Meals on Wheels Yolo County keeps seniors nourished and thriving
by Anne Stokes
Food is a love language: Holidays, birthdays and reunions are celebrated with feasts and family traditions are often passed down in the kitchen. The power of a meal and a friendly face can be significant, especially for isolated seniors who have difficulty grocery shopping and cooking for themselves.
Since the 1970s, Meals on Wheels Yolo County (MOW Yolo) has been supporting such vulnerable seniors. What started in the kitchen of St. John’s United Church of Christ in Woodland has grown into a professional operation capable of nourishing thousands of seniors across Yolo County and beyond. Celebrating its 50th anniversary this year, MOW Yolo continues to provide meals and much more.
“Meals on Wheels Yolo County’s mission is to nourish and engage seniors in Yolo County, and we do that with a vision in which all seniors live nourished lives with independence, resilience and dignity,” says Joy Cohan, executive director of MOW Yolo. “It started with being rooted in community, and it’s stayed that way all of these years as the organization grew and became an official nonprofit.”
“We started to be more purposeful and visionary about what we can do, better understanding of the needs that are out there, and trying to elevate ourselves to match those needs. The status quo just didn’t cut it anymore.”
Joy Cohan, Executive Director, Meals on Wheels Yolo County
MOW Yolo’s programs offer opportunities to socialize as well as stay healthy. According to a 2023 study by the Office of the US Surgeon General, loneliness and social isolation can increase the risk of premature death up to 29% and costs an estimated $6.7 billion in Medicare spending on hospital and nursing facilities.
“For all kinds of reasons, people tend to get more isolated as they age,” Cohan explains. “Family members may live far away, children and grandchildren have moved away. People start to move away or pass away and it’s just harder, mobility-wise, to get out and meet new people.”
When Cohan came to MOW Yolo in 2022, the program served just 380 seniors. Today, they serve five meals a week to 1,200 seniors, a 300% increase. Funding for such work relies on multiple sources: 15% of its annual budget comes from the federal Older Americans Act and the remainder from private philanthropy and social enterprise ventures. The institutional meal production facility makes the latter possible, fulfilling meal orders for other nonprofit organizations, such as adult day programs in Yolo County, a hospice in Sacramento County, and MOW organizations and other similar senior nutrition programs in Butte, Colusa, Sutter and Yuba counties.

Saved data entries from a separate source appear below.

use std::time::Duration;

use dioxus::prelude::*;

use crate::util::generate_id;

const TOAST_AUTO_DISMISS: Duration = Duration::from_secs(6);
const TOAST_LIMIT: usize = 5;

#[derive(Clone, Copy, Debug, PartialEq, Eq)]
pub enum ToastKind {
    Info,
    Error,
}

impl ToastKind {
    fn theme(self) -> (&'static str, &'static str) {
        match self {
            ToastKind::Info => ("border-sky-500/40 bg-sky-500/10 text-sky-100", "ℹ️"),
            ToastKind::Error => ("border-rose-500/40 bg-rose-500/10 text-rose-100", "⛔"),
        }
    }
}

#[derive(Clone, Debug, PartialEq)]
pub struct ToastMessage {
    pub id: String,
    pub kind: ToastKind,
    pub text: String,
}

/// Newest last; the oldest entry is evicted once `TOAST_LIMIT` is reached.
#[derive(Clone, Debug, Default, PartialEq)]
pub struct ToastQueue {
    entries: Vec<ToastMessage>,
}

impl ToastQueue {
    pub fn push(&mut self, kind: ToastKind, text: String) -> String {
        if self.entries.len() >= TOAST_LIMIT {
            self.entries.remove(0);
        }
        let id = generate_id("toast");
        self.entries.push(ToastMessage {
            id: id.clone(),
            kind,
            text,
        });
        id
    }

    pub fn dismiss(&mut self, id: &str) {
        self.entries.retain(|toast| toast.id != id);
    }

    pub fn entries(&self) -> &[ToastMessage] {
        &self.entries
    }
}

/// Queues a message for the overlay. Errors are logged as well as shown.
pub fn push_toast(mut toasts: Signal<ToastQueue>, kind: ToastKind, message: impl Into<String>) {
    let text = message.into();
    match kind {
        ToastKind::Error => tracing::warn!(message = %text, "surfacing error to user"),
        ToastKind::Info => tracing::debug!(message = %text, "toast"),
    }
    toasts.with_mut(|queue| queue.push(kind, text));
}

#[component]
pub fn Toast() -> Element {
    let toasts = use_context::<Signal<ToastQueue>>();
    let entries = toasts.read().entries().to_vec();

    if entries.is_empty() {
        return rsx! { Fragment {} };
    }

    rsx! {
        div { class: "pointer-events-none fixed inset-x-0 bottom-4 flex justify-center",
            ul { class: "space-y-3",
                for message in entries {
                    ToastCard { key: "{message.id}", message: message.clone(), toasts }
                }
            }
        }
    }
}

#[component]
fn ToastCard(message: ToastMessage, toasts: Signal<ToastQueue>) -> Element {
    let mut toasts = toasts;
    let timer_id = message.id.clone();
    use_future(move || {
        let id = timer_id.clone();
        async move {
            tokio::time::sleep(TOAST_AUTO_DISMISS).await;
            toasts.with_mut(|queue| queue.dismiss(&id));
        }
    });

    let (theme, icon) = message.kind.theme();
    let dismiss_id = message.id.clone();
    rsx! {
        li {
            class: "pointer-events-auto flex items-start gap-3 rounded-xl border px-4 py-3 shadow-lg backdrop-blur {theme}",
            span { class: "text-lg", "{icon}" }
            p { class: "text-sm font-medium", "{message.text}" }
            button {
                class: "ml-3 text-xs uppercase tracking-wide text-slate-300 hover:text-white",
                onclick: move |_| toasts.with_mut(|queue| queue.dismiss(&dismiss_id)),
                "Dismiss"
            }
        }
    }
}

#[cfg(test)]
mod tests {
    use super::*;

    #[test]
    fn queue_evicts_oldest_beyond_limit() {
        let mut queue = ToastQueue::default();
        for index in 0..7 {
            queue.push(ToastKind::Info, format!("message {index}"));
        }
        let texts = queue
            .entries()
            .iter()
            .map(|toast| toast.text.as_str())
            .collect::<Vec<_>>();
        assert_eq!(
            texts,
            vec!["message 2", "message 3", "message 4", "message 5", "message 6"]
        );
    }

    #[test]
    fn dismiss_removes_only_matching_entry() {
        let mut queue = ToastQueue::default();
        let first = queue.push(ToastKind::Error, "offline".to_string());
        queue.push(ToastKind::Info, "loaded".to_string());
        queue.dismiss(&first);
        assert_eq!(queue.entries().len(), 1);
        assert_eq!(queue.entries()[0].kind, ToastKind::Info);
    }
}
use dioxus::prelude::*;

#[component]
pub fn KpiCard(title: String, value: String, description: Option<String>) -> Element {
    rsx! {
        div { class: "rounded-xl border border-slate-700 bg-slate-900/60 p-4 shadow-sm",
            h3 { class: "text-xs font-semibold uppercase tracking-wide text-slate-400", "{title}" }
            p { class: "mt-2 text-2xl font-semibold text-slate-100", "{value}" }
            if let Some(desc) = description {
                p { class: "mt-1 text-xs text-slate-500", "{desc}" }
            }
        }
    }
}
use dioxus::prelude::*;

use crate::app::Route;
use crate::ui::theme;
use crate::util::version::{version_label, APP_NAME};

#[component]
pub fn Shell(children: Element) -> Element {
    let current_route = use_route::<Route>();
    let nav = use_navigator();
    let on_dashboard = matches!(current_route, Route::CreditDashboard {});
    let version = version_label();

    rsx! {
        div { class: theme::PAGE,
            nav { class: "flex items-center justify-between mb-8",
                div { class: "flex items-center space-x-8",
                    div { class: "text-xl font-semibold flex items-center",
                        div { class: "w-6 h-6 bg-lime-400 rounded-full mr-2" }
                        "{APP_NAME}"
                    }
                }
                div { class: "flex items-center gap-4 text-sm text-slate-400",
                    if on_dashboard {
                        button {
                            class: "hover:text-white transition-colors",
                            onclick: move |_| {
                                nav.push(Route::Landing {});
                            },
                            "← New search"
                        }
                    }
                    span { class: "text-xs text-slate-500", "{version}" }
                }
            }
            main { {children} }
        }
    }
}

“We started to be more purposeful and visionary about what we can do, better understanding of the needs that are out there, and trying to elevate ourselves to match those needs,” Cohan says. “The status quo just didn’t cut it anymore.”
In addition to home delivered meals, MOW Yolo operates five Cafe Yolo Social Dining locations weekly throughout the county, as well as Cafe Yolo To-Go, where seniors can pick up meals monthly. The Weekend Food Project provides shelf-stable meals twice monthly for 300 low-income seniors and the MOW PAWS – Pets and Well Seniors program provides pet food and supplies. But unfortunately, there is a 225-person, months-long wait list, something Cohan says didn’t exist a year ago, before pandemic-era American Rescue Plan funding expired in 2024.
“We’re fighting the good fight right now to not cut seniors off of the program, and we had to find ever more clever ways to keep doing what we’re doing, but somehow do it in a less fiscally burdensome way,” Cohan says. “I think this community in our little county really feels like this is our Meals on Wheels. It’s important, it’s part of how we take care of our elders.”